Inside, the building smelled of fried food, with the faint tang of urine and feces in the mix. A dog barked from behind one of the two apartment doors on the second floor. Lorenzo went directly to the first-floor dwelling of Felton Barnett, the man who had left the message on his machine.
Barnett answered Lorenzo's knock. His eyes carried the baggage of repeated late-night alcohol consumption. He was small, middle-aged, and fastidiously dressed.
'Remember me?' said Barnett.
'Yes,' said Lorenzo. It was not a pleasant memory. For some reason, Barnett reminded Lorenzo of a rodent in man's clothes.
Barnett had contacted the office months ago with what turned out to have been a nuisance call. Lorenzo had responded, been polite, and shown him respect, something Barnett was apparently not used to. Now Lorenzo was Barnett's personal officer. When he phoned the Humane Society, he dialed Lorenzo's direct number.

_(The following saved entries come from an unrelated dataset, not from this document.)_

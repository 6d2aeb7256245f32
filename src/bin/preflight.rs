use stockroom::infra::config::{Backend, Config};
use stockroom::InventoryService;

fn usage_and_exit() -> ! {
    eprintln!(
        "Usage: cargo run --bin preflight\n\
         \n\
         Checks that the configured inventory backend is reachable and prints a short summary.\n\
         \n\
         Reads env vars (or .env):\n\
           INVENTORY_BACKEND   postgres | postgrest | supabase | memory (default: postgres)\n\
           DATABASE_URL        for postgres\n\
           POSTGREST_URL / SUPABASE_URL, POSTGREST_KEY / SUPABASE_KEY   for postgrest\n"
    );
    std::process::exit(2);
}

#[tokio::main]
async fn main() -> anyhow::Result<()> {
    let args: Vec<String> = std::env::args().skip(1).collect();
    if args.iter().any(|a| a == "-h" || a == "--help") {
        usage_and_exit();
    }

    let config = Config::from_env()?;
    match &config.backend {
        Backend::Postgres { max_connections, .. } => {
            println!("> Backend: postgres (pool size {})", max_connections)
        }
        Backend::Postgrest { base_url, api_key } => println!(
            "> Backend: postgrest at {} ({})",
            base_url,
            if api_key.is_some() { "with API key" } else { "no API key" }
        ),
        Backend::Memory => println!("> Backend: memory (nothing to check)"),
    }

    let service = InventoryService::from_config(&config).await?;
    service.ping().await?;
    println!("> Store reachable.");

    let dashboard = service.dashboard().await?;
    println!(
        "> {} categories, {} products, {} units in stock.",
        dashboard.summary.category_count,
        dashboard.summary.product_count,
        dashboard.summary.total_units
    );
    if dashboard.alerts.is_empty() {
        println!("> No products below their minimum stock.");
    } else {
        println!("> {} products need restocking:", dashboard.alerts.len());
        for item in &dashboard.alerts {
            println!("    {} (have {}, order {})", item.name, item.quantity, item.to_order);
        }
    }

    Ok(())
}
//! Hosted backend reached through a PostgREST endpoint (e.g. Supabase `/rest/v1`).
//!
//! PostgREST returns rows as loose JSON, so numeric columns are coerced here: numbers and
//! numeric strings are accepted, anything else counts as missing.

use super::{restocked_quantity, InventoryStore, CATEGORY_TABLE, PRODUCT_TABLE};
use crate::domain::model::{Category, NewCategory, Product, ProductInsert, DEFAULT_MIN_STOCK};
use async_trait::async_trait;
use reqwest::{Client, Method, RequestBuilder};
use rust_decimal::Decimal;
use serde_json::{json, Value as JsonValue};

const PRODUCT_SELECT: &str = "*,kategorie(nazwa)";

pub struct PostgrestStore {
    client: Client,
    base_url: String,
    api_key: Option<String>,
}

pub fn coerce_i64(v: Option<&JsonValue>) -> Option<i64> {
    match v? {
        JsonValue::Number(n) => n.as_i64().or_else(|| n.as_f64().map(|f| f.trunc() as i64)),
        JsonValue::String(s) => {
            let s = s.trim();
            s.parse::<i64>().ok().or_else(|| {
                s.parse::<f64>()
                    .ok()
                    .filter(|f| f.is_finite())
                    .map(|f| f.trunc() as i64)
            })
        }
        _ => None,
    }
}

pub fn coerce_decimal(v: Option<&JsonValue>) -> Option<Decimal> {
    let text = match v? {
        JsonValue::Number(n) => n.to_string(),
        JsonValue::String(s) => s.trim().replace(',', "."),
        _ => return None,
    };
    text.parse::<Decimal>()
        .ok()
        .or_else(|| Decimal::from_scientific(&text).ok())
}

fn text(v: Option<&JsonValue>) -> Option<String> {
    v.and_then(|v| v.as_str()).map(str::to_string)
}

pub fn category_from_json(row: &JsonValue) -> anyhow::Result<Category> {
    let id = coerce_i64(row.get("id"))
        .ok_or_else(|| anyhow::anyhow!("Category row without id: {}", row))?;
    Ok(Category {
        id,
        name: text(row.get("nazwa")).unwrap_or_default(),
        description: text(row.get("opis")),
    })
}

/// Maps a `produkty` row with the embedded `kategorie(nazwa)` join.
pub fn product_from_json(row: &JsonValue) -> anyhow::Result<Product> {
    let id = coerce_i64(row.get("id"))
        .ok_or_else(|| anyhow::anyhow!("Product row without id: {}", row))?;
    Ok(Product {
        id,
        name: text(row.get("nazwa")).unwrap_or_default(),
        quantity: coerce_i64(row.get("liczba")).unwrap_or(0),
        sale_price: coerce_decimal(row.get("cena")).unwrap_or(Decimal::ZERO),
        purchase_price: coerce_decimal(row.get("cena_zakupu")).unwrap_or(Decimal::ZERO),
        min_stock: coerce_i64(row.get("stan_minimalny")).unwrap_or(DEFAULT_MIN_STOCK),
        category_id: coerce_i64(row.get("kategoria_id")),
        category_name: text(row.get(CATEGORY_TABLE).and_then(|k| k.get("nazwa"))),
    })
}

impl PostgrestStore {
    pub fn new(base_url: &str, api_key: Option<String>) -> Self {
        Self {
            client: Client::new(),
            base_url: base_url.trim_end_matches('/').to_string(),
            api_key,
        }
    }

    fn request(&self, method: Method, table: &str) -> RequestBuilder {
        let mut req = self
            .client
            .request(method, format!("{}/{}", self.base_url, table))
            .header("Accept", "application/json");
        if let Some(key) = &self.api_key {
            req = req.header("apikey", key).bearer_auth(key);
        }
        req
    }

    /// Sends the request and returns the JSON array PostgREST answers with.
    async fn rows(&self, req: RequestBuilder, what: &str) -> anyhow::Result<Vec<JsonValue>> {
        let resp = req.send().await?;
        let status = resp.status();
        if !status.is_success() {
            let body = resp.text().await.unwrap_or_default();
            return Err(anyhow::anyhow!("PostgREST {} failed ({}): {}", what, status, body));
        }
        let body: JsonValue = resp.json().await?;
        match body {
            JsonValue::Array(rows) => Ok(rows),
            JsonValue::Null => Ok(Vec::new()),
            other => Ok(vec![other]),
        }
    }

    async fn fetch_product(&self, id: i64) -> anyhow::Result<Option<Product>> {
        let req = self
            .request(Method::GET, PRODUCT_TABLE)
            .query(&[("select", PRODUCT_SELECT.to_string()), ("id", format!("eq.{}", id))]);
        let rows = self.rows(req, "read product").await?;
        rows.first().map(product_from_json).transpose()
    }

    async fn delete_where(&self, table: &str, column: &str, value: String) -> anyhow::Result<u64> {
        let req = self
            .request(Method::DELETE, table)
            .header("Prefer", "return=representation")
            .query(&[(column, format!("eq.{}", value))]);
        let rows = self.rows(req, &format!("delete from {}", table)).await?;
        Ok(rows.len() as u64)
    }

    async fn set_quantity(&self, id: i64, quantity: i64) -> anyhow::Result<()> {
        let req = self
            .request(Method::PATCH, PRODUCT_TABLE)
            .header("Prefer", "return=minimal")
            .query(&[("id", format!("eq.{}", id))])
            .json(&json!({ "liczba": quantity }));
        let resp = req.send().await?;
        let status = resp.status();
        if !status.is_success() {
            let body = resp.text().await.unwrap_or_default();
            return Err(anyhow::anyhow!("PostgREST update failed ({}): {}", status, body));
        }
        Ok(())
    }
}

#[async_trait]
impl InventoryStore for PostgrestStore {
    fn backend_name(&self) -> &'static str {
        "postgrest"
    }

    async fn ping(&self) -> anyhow::Result<()> {
        let req = self
            .request(Method::GET, CATEGORY_TABLE)
            .query(&[("select", "id"), ("limit", "1")]);
        self.rows(req, "ping").await.map(|_| ())
    }

    async fn list_categories(&self) -> anyhow::Result<Vec<Category>> {
        let req = self
            .request(Method::GET, CATEGORY_TABLE)
            .query(&[("select", "*"), ("order", "id.asc")]);
        self.rows(req, "list categories")
            .await?
            .iter()
            .map(category_from_json)
            .collect()
    }

    async fn list_products(&self) -> anyhow::Result<Vec<Product>> {
        let req = self
            .request(Method::GET, PRODUCT_TABLE)
            .query(&[("select", PRODUCT_SELECT), ("order", "id.asc")]);
        self.rows(req, "list products")
            .await?
            .iter()
            .map(product_from_json)
            .collect()
    }

    async fn get_category(&self, id: i64) -> anyhow::Result<Option<Category>> {
        let req = self
            .request(Method::GET, CATEGORY_TABLE)
            .query(&[("select", "*".to_string()), ("id", format!("eq.{}", id))]);
        let rows = self.rows(req, "read category").await?;
        rows.first().map(category_from_json).transpose()
    }

    async fn insert_category(&self, category: &NewCategory) -> anyhow::Result<Category> {
        let req = self
            .request(Method::POST, CATEGORY_TABLE)
            .header("Prefer", "return=representation")
            .json(&json!({ "nazwa": category.name, "opis": category.description }));
        let rows = self.rows(req, "insert category").await?;
        rows.first()
            .map(category_from_json)
            .transpose()?
            .ok_or_else(|| anyhow::anyhow!("PostgREST returned no row for inserted category"))
    }

    async fn delete_category(&self, id: i64) -> anyhow::Result<bool> {
        Ok(self.delete_where(CATEGORY_TABLE, "id", id.to_string()).await? > 0)
    }

    async fn delete_categories_by_name(&self, name: &str) -> anyhow::Result<u64> {
        self.delete_where(CATEGORY_TABLE, "nazwa", name.to_string()).await
    }

    async fn insert_product(&self, product: &ProductInsert) -> anyhow::Result<Product> {
        let req = self
            .request(Method::POST, PRODUCT_TABLE)
            .header("Prefer", "return=representation")
            .json(&json!({
                "nazwa": product.name,
                "liczba": product.quantity,
                "cena": product.sale_price,
                "cena_zakupu": product.purchase_price,
                "stan_minimalny": product.min_stock,
                "kategoria_id": product.category_id,
            }));
        let rows = self.rows(req, "insert product").await?;
        let id = rows
            .first()
            .and_then(|r| coerce_i64(r.get("id")))
            .ok_or_else(|| anyhow::anyhow!("PostgREST returned no id for inserted product"))?;
        self.fetch_product(id)
            .await?
            .ok_or_else(|| anyhow::anyhow!("Inserted product {} vanished before read-back", id))
    }

    async fn add_quantity(&self, id: i64, amount: i64) -> anyhow::Result<Option<Product>> {
        let Some(current) = self.fetch_product(id).await? else {
            return Ok(None);
        };
        let quantity = restocked_quantity(format!("product {}", id), current.quantity, amount)?;
        self.set_quantity(id, quantity).await?;
        self.fetch_product(id).await
    }

    async fn add_quantity_by_name(&self, name: &str, amount: i64) -> anyhow::Result<u64> {
        let req = self
            .request(Method::GET, PRODUCT_TABLE)
            .query(&[("select", "id,liczba".to_string()), ("nazwa", format!("eq.{}", name))]);
        let rows = self.rows(req, "read products by name").await?;
        let mut updates = Vec::with_capacity(rows.len());
        for row in &rows {
            let Some(id) = coerce_i64(row.get("id")) else {
                continue;
            };
            let quantity = coerce_i64(row.get("liczba")).unwrap_or(0);
            updates.push((id, restocked_quantity(name, quantity, amount)?));
        }
        for (id, quantity) in &updates {
            self.set_quantity(*id, *quantity).await?;
        }
        Ok(updates.len() as u64)
    }

    async fn delete_product(&self, id: i64) -> anyhow::Result<bool> {
        Ok(self.delete_where(PRODUCT_TABLE, "id", id.to_string()).await? > 0)
    }

    async fn delete_products_by_name(&self, name: &str) -> anyhow::Result<u64> {
        self.delete_where(PRODUCT_TABLE, "nazwa", name.to_string()).await
    }
}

'I got a problem, a very serious problem up in two-B. Dog been up there barking for two days straight.' Barnett, who smelled of beer and cigarettes, pointed a thin finger at Lorenzo. 'Y'all need to respond quicker than you do.'
'I just got the message this morning. If you had called the main number—'
'I did call it, this morning.'
'If you had called it originally, they would've sent someone out yesterday.'
'I don't want someone, said Barnett, standing ramrod straight. 'You're my man. When I call, I want you.'
'You got a key to the apartment?'
'I'm the resident manager,' said Barnett. It was like he was telling Lorenzo that he was the king of New York.
'Let's go check it out.'
They went up the stairs and approached 2B. On the landing, the barking was incessant and loud. The smell of feces was strong. Lorenzo's headache was back full-on.

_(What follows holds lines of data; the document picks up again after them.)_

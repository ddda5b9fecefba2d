use std::sync::Arc;

use tracing::debug;

use crate::domain::errors::{AssessmentError, AssessmentResult};
use crate::domain::models::{AnswerEvent, CategoryScore, QuestionCatalog};

/// Stage 1: converts forced-choice answers into per-category votes.
///
/// Deterministic: the same catalog and answers always yield the same score.
#[derive(Debug, Clone)]
pub struct ForcedChoiceTally {
    catalog: Arc<QuestionCatalog>,
}

impl ForcedChoiceTally {
    /// Tally against `catalog`; answers must match its length.
    pub const fn new(catalog: Arc<QuestionCatalog>) -> Self {
        Self { catalog }
    }

    /// Credit the chosen side of each question.
    ///
    /// Exactly one answer per question is required; unanswered or extra
    /// answers fail with `InvalidInput`.
    pub fn tally(&self, answers: &[AnswerEvent]) -> AssessmentResult<CategoryScore> {
        if answers.len() != self.catalog.len() {
            return Err(AssessmentError::InvalidInput(format!(
                "Expected {} answers, got {}",
                self.catalog.len(),
                answers.len()
            )));
        }

        let mut score = CategoryScore::new();
        for (question, answer) in self.catalog.questions().iter().zip(answers) {
            score.increment(question.chosen(answer.choice));
        }

        debug!(total = score.total(), "forced-choice tally complete");
        Ok(score)
    }
}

'You tried contacting the resident?'
'Boy who rents this place don't reside here. You want to know what I think?'
Lorenzo began to knock on the door.
'He keeps drugs and money up in here,' said Barnett, tired of waiting for Lorenzo to reply.

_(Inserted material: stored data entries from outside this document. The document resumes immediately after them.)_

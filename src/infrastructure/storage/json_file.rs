use std::path::{Path, PathBuf};

use async_trait::async_trait;
use tokio::fs;
use tracing::{debug, warn};
use uuid::Uuid;

use crate::domain::errors::AssessmentResult;
use crate::domain::models::AssessmentRecord;
use crate::domain::ports::AssessmentRepository;

/// Stores each assessment as `<id>.json` in a directory.
#[derive(Debug, Clone)]
pub struct JsonFileAssessmentRepository {
    dir: PathBuf,
}

impl JsonFileAssessmentRepository {
    /// Repository rooted at `dir`. The directory is created on first save.
    pub fn new(dir: impl Into<PathBuf>) -> Self {
        Self { dir: dir.into() }
    }

    /// Storage directory.
    pub fn dir(&self) -> &Path {
        &self.dir
    }

    fn path_for(&self, id: Uuid) -> PathBuf {
        self.dir.join(format!("{id}.json"))
    }
}

#[async_trait]
impl AssessmentRepository for JsonFileAssessmentRepository {
    async fn save(&self, record: &AssessmentRecord) -> AssessmentResult<()> {
        fs::create_dir_all(&self.dir).await?;
        let path = self.path_for(record.id);
        let tmp = path.with_extension("json.tmp");

        fs::write(&tmp, serde_json::to_vec_pretty(record)?).await?;
        fs::rename(&tmp, &path).await?;

        debug!(path = %path.display(), "assessment written");
        Ok(())
    }

    async fn get(&self, id: Uuid) -> AssessmentResult<Option<AssessmentRecord>> {
        match fs::read(self.path_for(id)).await {
            Ok(bytes) => Ok(Some(serde_json::from_slice(&bytes)?)),
            Err(err) if err.kind() == std::io::ErrorKind::NotFound => Ok(None),
            Err(err) => Err(err.into()),
        }
    }

    async fn list(&self) -> AssessmentResult<Vec<AssessmentRecord>> {
        let mut entries = match fs::read_dir(&self.dir).await {
            Ok(entries) => entries,
            Err(err) if err.kind() == std::io::ErrorKind::NotFound => return Ok(Vec::new()),
            Err(err) => return Err(err.into()),
        };

        let mut records = Vec::new();
        while let Some(entry) = entries.next_entry().await? {
            let path = entry.path();
            if path.extension().and_then(|e| e.to_str()) != Some("json") {
                continue;
            }
            let bytes = fs::read(&path).await?;
            match serde_json::from_slice::<AssessmentRecord>(&bytes) {
                Ok(record) => records.push(record),
                Err(err) => warn!(path = %path.display(), error = %err, "skipping unreadable record"),
            }
        }

        records.sort_by(|a, b| b.completed_at.cmp(&a.completed_at));
        Ok(records)
    }
}

#[cfg(test)]
mod tests {
    use super::*;
    use crate::domain::models::{AnswerEvent, Category, Choice, EliminationConfig};
    use crate::services::suppliers::ScriptedPicks;
    use crate::services::ConvergenceOrchestrator;
    use tempfile::TempDir;

    async fn record(subject: &str) -> AssessmentRecord {
        let orchestrator = ConvergenceOrchestrator::standard(EliminationConfig::default());
        let answers = vec![AnswerEvent::new(Choice::A); 36];
        let mut picks = ScriptedPicks::new([Category::T1; 3]);
        let result = orchestrator.converge(&answers, &mut picks).await.unwrap();
        AssessmentRecord::new(subject, result)
    }

    #[tokio::test]
    async fn test_save_and_get() {
        let dir = TempDir::new().unwrap();
        let repo = JsonFileAssessmentRepository::new(dir.path().join("results"));
        let record = record("alice").await;

        repo.save(&record).await.unwrap();
        let loaded = repo.get(record.id).await.unwrap().unwrap();
        assert_eq!(loaded, record);
        assert!(dir.path().join("results").join(format!("{}.json", record.id)).exists());
    }

    #[tokio::test]
    async fn test_missing_dir_lists_empty() {
        let dir = TempDir::new().unwrap();
        let repo = JsonFileAssessmentRepository::new(dir.path().join("nope"));
        assert!(repo.list().await.unwrap().is_empty());
        assert!(repo.get(Uuid::new_v4()).await.unwrap().is_none());
    }

    #[tokio::test]
    async fn test_list_skips_foreign_files() {
        let dir = TempDir::new().unwrap();
        let repo = JsonFileAssessmentRepository::new(dir.path());
        repo.save(&record("bob").await).await.unwrap();
        repo.save(&record("carol").await).await.unwrap();
        std::fs::write(dir.path().join("notes.txt"), "hello").unwrap();
        std::fs::write(dir.path().join("broken.json"), "{").unwrap();

        let records = repo.list().await.unwrap();
        assert_eq!(records.len(), 2);
        assert_eq!(repo.list_by_subject("bob").await.unwrap().len(), 1);
    }
}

'Go ahead and open it,' said Lorenzo.
Barnett used his key to unlock the door, then stepped behind Lorenzo. Lorenzo pushed on the door and opened it enough to look inside.
A cream pit bull with a brown eye patch stood in the corner of the living room, baring its teeth, barking maniacally at Lorenzo. The room was bare, the floor nearly covered in feces. The dog's coat carried several deep lesions, some of which appeared to be infected. The dog's ribs were highly defined in its coat, and its eyes bulged in their sunken sockets. Flies nested in one prominent lesion and were bunched in clumps on the dog's ears. Flies buzzed about the room. There were blood streaks on the wall where the animal had tried to rub at the cuts. There was an empty aluminum bowl, pocked with teeth marks, on the floor.
Lorenzo backed onto the landing and closed the door.
'Go back to your place,' he said to Barnett. 'Write down the name of the man who rents this apartment and any other information you have on him from his lease.'
'What are you going to do?'
Lorenzo took the stairs without answering and went directly to the Tahoe. He got Cindy on the radio and told her of the situation, and when she asked if he would like MPD assistance, he told her that he could handle it himself. He got the choke pole out of the truck and headed back into the building. As he went through the door, he heard comments and laughter from the young men gathered outside.
In the apartment, Lorenzo breathed through his mouth to avoid the stench. He looked carefully at the barking dog. He whistled to it softly.